When you write out the entries, keep every line exactly as it appears.

(Saved entries)
>>
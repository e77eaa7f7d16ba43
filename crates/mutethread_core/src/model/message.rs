//! Message domain model.
//!
//! # Responsibility
//! - Define identifiers and insert shapes for messages held by the store.
//!
//! # Invariants
//! - `MessageId` is stable and never reused for another message.
//! - `message_id` (the RFC 5322 `Message-ID`) is unique within one store and
//!   kept without angle brackets.

use serde::{Deserialize, Serialize};
use uuid::Uuid;

/// Stable store-side identifier of one message.
pub type MessageId = Uuid;

/// Insert shape for one message, as produced by the importer.
#[derive(Debug, Clone, Default, PartialEq, Eq, Serialize, Deserialize)]
pub struct NewMessage {
    /// RFC 5322 `Message-ID`, without angle brackets.
    pub message_id: String,
    /// `In-Reply-To` target, without angle brackets.
    pub in_reply_to: Option<String>,
    /// `References` chain, oldest first, without angle brackets.
    pub references: Vec<String>,
    /// Unix epoch seconds. `0` when the message carries no usable `Date`.
    pub date: i64,
    /// Top-level headers in source order, values unfolded.
    pub headers: Vec<(String, String)>,
    /// Tags applied at insert time.
    pub tags: Vec<String>,
}

impl NewMessage {
    pub fn new(message_id: impl Into<String>) -> Self {
        Self {
            message_id: message_id.into(),
            ..Self::default()
        }
    }

    pub fn in_reply_to(mut self, parent: impl Into<String>) -> Self {
        self.in_reply_to = Some(parent.into());
        self
    }

    pub fn date(mut self, date: i64) -> Self {
        self.date = date;
        self
    }

    pub fn header(mut self, name: impl Into<String>, value: impl Into<String>) -> Self {
        self.headers.push((name.into(), value.into()));
        self
    }

    pub fn tag(mut self, tag: impl Into<String>) -> Self {
        self.tags.push(tag.into());
        self
    }

    /// Message-IDs that may name this message's parent, nearest first.
    ///
    /// `In-Reply-To` comes first, then `References` from newest to oldest.
    pub fn parent_candidates(&self) -> Vec<&str> {
        let mut candidates = Vec::with_capacity(self.references.len() + 1);
        if let Some(parent) = self.in_reply_to.as_deref() {
            candidates.push(parent);
        }
        for reference in self.references.iter().rev() {
            if !candidates.contains(&reference.as_str()) {
                candidates.push(reference.as_str());
            }
        }
        candidates.retain(|candidate| *candidate != self.message_id);
        candidates
    }
}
<<
* _Result of this exercise_
repository e77eaa7f7d16ba43
filename crates/mutethread_core/src/model/message.rs
//! Message domain model.
//!
//! # Responsibility
//! - Define identifiers and insert shapes for messages held by the store.
//!
//! # Invariants
//! - `MessageId` is stable and never reused for another message.
//! - `message_id` (the RFC 5322 `Message-ID`) is unique within one store and
//!   kept without angle brackets.

use serde::{Deserialize, Serialize};
use uuid::Uuid;

/// Stable store-side identifier of one message.
pub type MessageId = Uuid;

/// Insert shape for one message, as produced by the importer.
#[derive(Debug, Clone, Default, PartialEq, Eq, Serialize, Deserialize)]
pub struct NewMessage {
    /// RFC 5322 `Message-ID`, without angle brackets.
    pub message_id: String,
    /// `In-Reply-To` target, without angle brackets.
    pub in_reply_to: Option<String>,
    /// `References` chain, oldest first, without angle brackets.
    pub references: Vec<String>,
    /// Unix epoch seconds. `0` when the message carries no usable `Date`.
    pub date: i64,
    /// Top-level headers in source order, values unfolded.
    pub headers: Vec<(String, String)>,
    /// Tags applied at insert time.
    pub tags: Vec<String>,
}

impl NewMessage {
    pub fn new(message_id: impl Into<String>) -> Self {
        Self {
            message_id: message_id.into(),
            ..Self::default()
        }
    }

    pub fn in_reply_to(mut self, parent: impl Into<String>) -> Self {
        self.in_reply_to = Some(parent.into());
        self
    }

    pub fn date(mut self, date: i64) -> Self {
        self.date = date;
        self
    }

    pub fn header(mut self, name: impl Into<String>, value: impl Into<String>) -> Self {
        self.headers.push((name.into(), value.into()));
        self
    }

    pub fn tag(mut self, tag: impl Into<String>) -> Self {
        self.tags.push(tag.into());
        self
    }

    /// Message-IDs that may name this message's parent, nearest first.
    ///
    /// `In-Reply-To` comes first, then `References` from newest to oldest.
    pub fn parent_candidates(&self) -> Vec<&str> {
        let mut candidates = Vec::with_capacity(self.references.len() + 1);
        if let Some(parent) = self.in_reply_to.as_deref() {
            candidates.push(parent);
        }
        for reference in self.references.iter().rev() {
            if !candidates.contains(&reference.as_str()) {
                candidates.push(reference.as_str());
            }
        }
        candidates.retain(|candidate| *candidate != self.message_id);
        candidates
    }
}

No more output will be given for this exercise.